## Exercise materials
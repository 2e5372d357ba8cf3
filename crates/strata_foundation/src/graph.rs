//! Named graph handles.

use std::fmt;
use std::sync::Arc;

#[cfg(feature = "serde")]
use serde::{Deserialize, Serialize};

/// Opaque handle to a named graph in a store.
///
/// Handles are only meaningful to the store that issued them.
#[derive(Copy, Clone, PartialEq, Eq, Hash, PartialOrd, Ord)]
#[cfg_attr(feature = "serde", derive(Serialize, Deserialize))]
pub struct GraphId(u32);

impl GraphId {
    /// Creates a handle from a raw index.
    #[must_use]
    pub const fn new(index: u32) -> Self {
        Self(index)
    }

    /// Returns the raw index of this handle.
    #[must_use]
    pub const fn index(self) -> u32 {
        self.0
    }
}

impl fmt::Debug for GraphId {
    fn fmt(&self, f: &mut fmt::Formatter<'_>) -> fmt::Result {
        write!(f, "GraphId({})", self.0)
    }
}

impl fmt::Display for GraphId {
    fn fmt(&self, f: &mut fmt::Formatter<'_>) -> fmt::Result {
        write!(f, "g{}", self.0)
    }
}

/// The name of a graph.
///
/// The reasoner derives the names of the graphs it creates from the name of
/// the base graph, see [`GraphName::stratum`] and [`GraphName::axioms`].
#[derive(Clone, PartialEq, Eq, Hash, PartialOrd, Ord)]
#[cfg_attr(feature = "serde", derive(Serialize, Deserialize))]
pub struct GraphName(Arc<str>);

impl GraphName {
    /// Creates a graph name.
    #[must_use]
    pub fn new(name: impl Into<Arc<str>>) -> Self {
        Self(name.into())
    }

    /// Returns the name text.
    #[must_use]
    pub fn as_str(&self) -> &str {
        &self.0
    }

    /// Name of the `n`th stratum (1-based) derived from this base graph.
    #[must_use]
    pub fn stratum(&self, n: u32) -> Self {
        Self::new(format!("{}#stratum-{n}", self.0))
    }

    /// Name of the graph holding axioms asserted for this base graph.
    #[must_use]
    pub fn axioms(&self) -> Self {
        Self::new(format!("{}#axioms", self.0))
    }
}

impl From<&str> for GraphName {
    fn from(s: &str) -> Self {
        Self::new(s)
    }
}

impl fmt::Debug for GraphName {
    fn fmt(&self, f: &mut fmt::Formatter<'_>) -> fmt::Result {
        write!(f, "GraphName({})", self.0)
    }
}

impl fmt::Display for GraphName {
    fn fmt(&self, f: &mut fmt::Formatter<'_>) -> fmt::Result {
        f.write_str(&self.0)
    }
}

## Your goal
Reprint the whole listing above exactly.

## Exercise response
repository 2e5372d357ba8cf3
filename crates/strata_foundation/src/graph.rs
//! Named graph handles.

use std::fmt;
use std::sync::Arc;

#[cfg(feature = "serde")]
use serde::{Deserialize, Serialize};

/// Opaque handle to a named graph in a store.
///
/// Handles are only meaningful to the store that issued them.
#[derive(Copy, Clone, PartialEq, Eq, Hash, PartialOrd, Ord)]
#[cfg_attr(feature = "serde", derive(Serialize, Deserialize))]
pub struct GraphId(u32);

impl GraphId {
    /// Creates a handle from a raw index.
    #[must_use]
    pub const fn new(index: u32) -> Self {
        Self(index)
    }

    /// Returns the raw index of this handle.
    #[must_use]
    pub const fn index(self) -> u32 {
        self.0
    }
}

impl fmt::Debug for GraphId {
    fn fmt(&self, f: &mut fmt::Formatter<'_>) -> fmt::Result {
        write!(f, "GraphId({})", self.0)
    }
}

impl fmt::Display for GraphId {
    fn fmt(&self, f: &mut fmt::Formatter<'_>) -> fmt::Result {
        write!(f, "g{}", self.0)
    }
}

/// The name of a graph.
///
/// The reasoner derives the names of the graphs it creates from the name of
/// the base graph, see [`GraphName::stratum`] and [`GraphName::axioms`].
#[derive(Clone, PartialEq, Eq, Hash, PartialOrd, Ord)]
#[cfg_attr(feature = "serde", derive(Serialize, Deserialize))]
pub struct GraphName(Arc<str>);

impl GraphName {
    /// Creates a graph name.
    #[must_use]
    pub fn new(name: impl Into<Arc<str>>) -> Self {
        Self(name.into())
    }

    /// Returns the name text.
    #[must_use]
    pub fn as_str(&self) -> &str {
        &self.0
    }

    /// Name of the `n`th stratum (1-based) derived from this base graph.
    #[must_use]
    pub fn stratum(&self, n: u32) -> Self {
        Self::new(format!("{}#stratum-{n}", self.0))
    }

    /// Name of the graph holding axioms asserted for this base graph.
    #[must_use]
    pub fn axioms(&self) -> Self {
        Self::new(format!("{}#axioms", self.0))
    }
}

impl From<&str> for GraphName {
    fn from(s: &str) -> Self {
        Self::new(s)
    }
}

impl fmt::Debug for GraphName {
    fn fmt(&self, f: &mut fmt::Formatter<'_>) -> fmt::Result {
        write!(f, "GraphName({})", self.0)
    }
}

impl fmt::Display for GraphName {
    fn fmt(&self, f: &mut fmt::Formatter<'_>) -> fmt::Result {
        f.write_str(&self.0)
    }
}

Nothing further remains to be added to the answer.